I tried to simplify most aspects of shooting/displaying for picture ratios because details can quickly become overhelming (although quite frankly interesting from a technical point of view). To let you understand what you should expect on your video system for each mode, I will add each time a typical 4/3 and 16/9 display sample (without and with zooming).

Jump to: [Academy Ratio/Video] [Letterboxed] [Pan&Scan] [Open Matte] [Squeeze] [PAL+] [Hi-Vision] [Others]

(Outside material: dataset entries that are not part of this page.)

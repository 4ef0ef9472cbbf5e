//! Reusable UI component modules.
//!
//! SYSTEM CONTEXT
//! ==============
//! Components wire the auth store into the view tree: the provider, the route
//! guard, the deferred page mount, and shared page chrome.

pub mod auth_provider;
pub mod lazy_page;
pub mod page_shell;
pub mod route_guard;
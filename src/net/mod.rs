//! Networking modules for the hosted auth and profile backend.
//!
//! SYSTEM CONTEXT
//! ==============
//! `session` and `profile` define the backend seams, `supabase` implements
//! them over REST, and `types` defines the shared wire schema.

pub mod profile;
pub mod session;
pub mod supabase;
pub mod types;
//! Static route table and navigation resolution.
//!
//! ARCHITECTURE
//! ============
//! `Page` is the table: each variant knows its path, its role allow-list and
//! whether its module is loaded on demand. `app::App` mounts one `<Route>`
//! per page; `navigate` answers the same question without a router so the
//! table can be checked in isolation.

#[cfg(test)]
#[path = "routes_test.rs"]
mod routes_test;

use crate::net::types::Role;
use crate::state::auth::AuthState;
use crate::util::auth::{Access, ROOT_PATH, check_access};

pub const FIELD_WORKER_ROLES: &[Role] =
    &[Role::CsiFieldWorker, Role::ThfcProductionOperator, Role::ProductionOperator];
pub const ADMIN_ROLES: &[Role] = &[Role::ZohoAdmin];
pub const DISPATCH_ROLES: &[Role] = &[Role::DispatchCoordinator];

#[derive(Clone, Copy, Debug, PartialEq, Eq, Hash)]
pub enum Page {
    Login,
    FieldWorker,
    AdminDashboard,
    AdminUsers,
    AdminCrates,
    AdminLogs,
    AdminSettings,
    Dispatch,
}

impl Page {
    pub const ALL: [Page; 8] = [
        Page::Login,
        Page::FieldWorker,
        Page::AdminDashboard,
        Page::AdminUsers,
        Page::AdminCrates,
        Page::AdminLogs,
        Page::AdminSettings,
        Page::Dispatch,
    ];

    #[must_use]
    pub fn path(self) -> &'static str {
        match self {
            Page::Login => ROOT_PATH,
            Page::FieldWorker => "/field-worker",
            Page::AdminDashboard => "/admin",
            Page::AdminUsers => "/admin/users",
            Page::AdminCrates => "/admin/crates",
            Page::AdminLogs => "/admin/logs",
            Page::AdminSettings => "/admin/settings",
            Page::Dispatch => "/dispatch",
        }
    }

    /// Roles allowed to view the page; `None` for public pages.
    #[must_use]
    pub fn allowed_roles(self) -> Option<&'static [Role]> {
        match self {
            Page::Login => None,
            Page::FieldWorker => Some(FIELD_WORKER_ROLES),
            Page::AdminDashboard
            | Page::AdminUsers
            | Page::AdminCrates
            | Page::AdminLogs
            | Page::AdminSettings => Some(ADMIN_ROLES),
            Page::Dispatch => Some(DISPATCH_ROLES),
        }
    }

    /// Pages whose module is initialized on first visit behind a placeholder.
    #[must_use]
    pub fn is_lazy(self) -> bool {
        matches!(self, Page::AdminCrates | Page::AdminLogs | Page::AdminSettings)
    }

    #[must_use]
    pub fn title(self) -> &'static str {
        match self {
            Page::Login => "Sign in",
            Page::FieldWorker => "Field Work",
            Page::AdminDashboard => "Admin Dashboard",
            Page::AdminUsers => "Users",
            Page::AdminCrates => "Crate Management",
            Page::AdminLogs => "Activity Logs",
            Page::AdminSettings => "System Settings",
            Page::Dispatch => "Dispatch",
        }
    }

    /// Exact lookup after normalizing the path.
    #[must_use]
    pub fn from_path(path: &str) -> Option<Page> {
        let path = normalize_path(path);
        Page::ALL.into_iter().find(|page| page.path() == path)
    }
}

/// Where a navigation ends up.
#[derive(Clone, Copy, Debug, PartialEq, Eq)]
pub enum Navigation {
    Render(Page),
    Redirect { to: &'static str, replace: bool },
}

/// Resolve `path` against the table and the guard for the current state.
/// Unknown paths redirect to the root, replacing history.
#[must_use]
pub fn navigate(state: &AuthState, path: &str) -> Navigation {
    let Some(page) = Page::from_path(path) else {
        return Navigation::Redirect { to: ROOT_PATH, replace: true };
    };
    let Some(allowed) = page.allowed_roles() else {
        return Navigation::Render(page);
    };
    match check_access(state, allowed) {
        Access::Granted => Navigation::Render(page),
        Access::Redirect { to, replace } => Navigation::Redirect { to, replace },
    }
}

/// Drop query, fragment, and trailing slashes; empty becomes `/`.
fn normalize_path(path: &str) -> &str {
    let path = path.split(['?', '#']).next().unwrap_or(path);
    let trimmed = path.trim_end_matches('/');
    if trimmed.is_empty() { ROOT_PATH } else { trimmed }
}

Academy Ratio / Video [1.33:1]

This is originally the ratio that emerged from the first years of filmed pictures. Directly linked with the reel frame size, silent movies without sound tracks could be shot in 1.37:1. Then soundtrack took some more space (double mono, one for backup, that later became stereo) and cut it down to 1.33:1. Most movies until the 50's were shot in this ratio. This is why TV sets for the 40 years to come would be manufactured with this "magic" 1.33:1 (= 4/3) picture size that would give its specific size to all later video standards (NTSC, PAL, SECAM, Beta, VHS, LD, etc.).

Anything shoot on film with a 1.33:1 ratio should be considered as "Academy Ratio", this includes TV Series shot on film.

Some movies/programs shot in Academy Ratio: Citizen Kane, Gone with the Wind, X-Files


Academy Ratio / Video

Standard 4/3

Widescreen 16/9
(zooming would cut 25% of the picture)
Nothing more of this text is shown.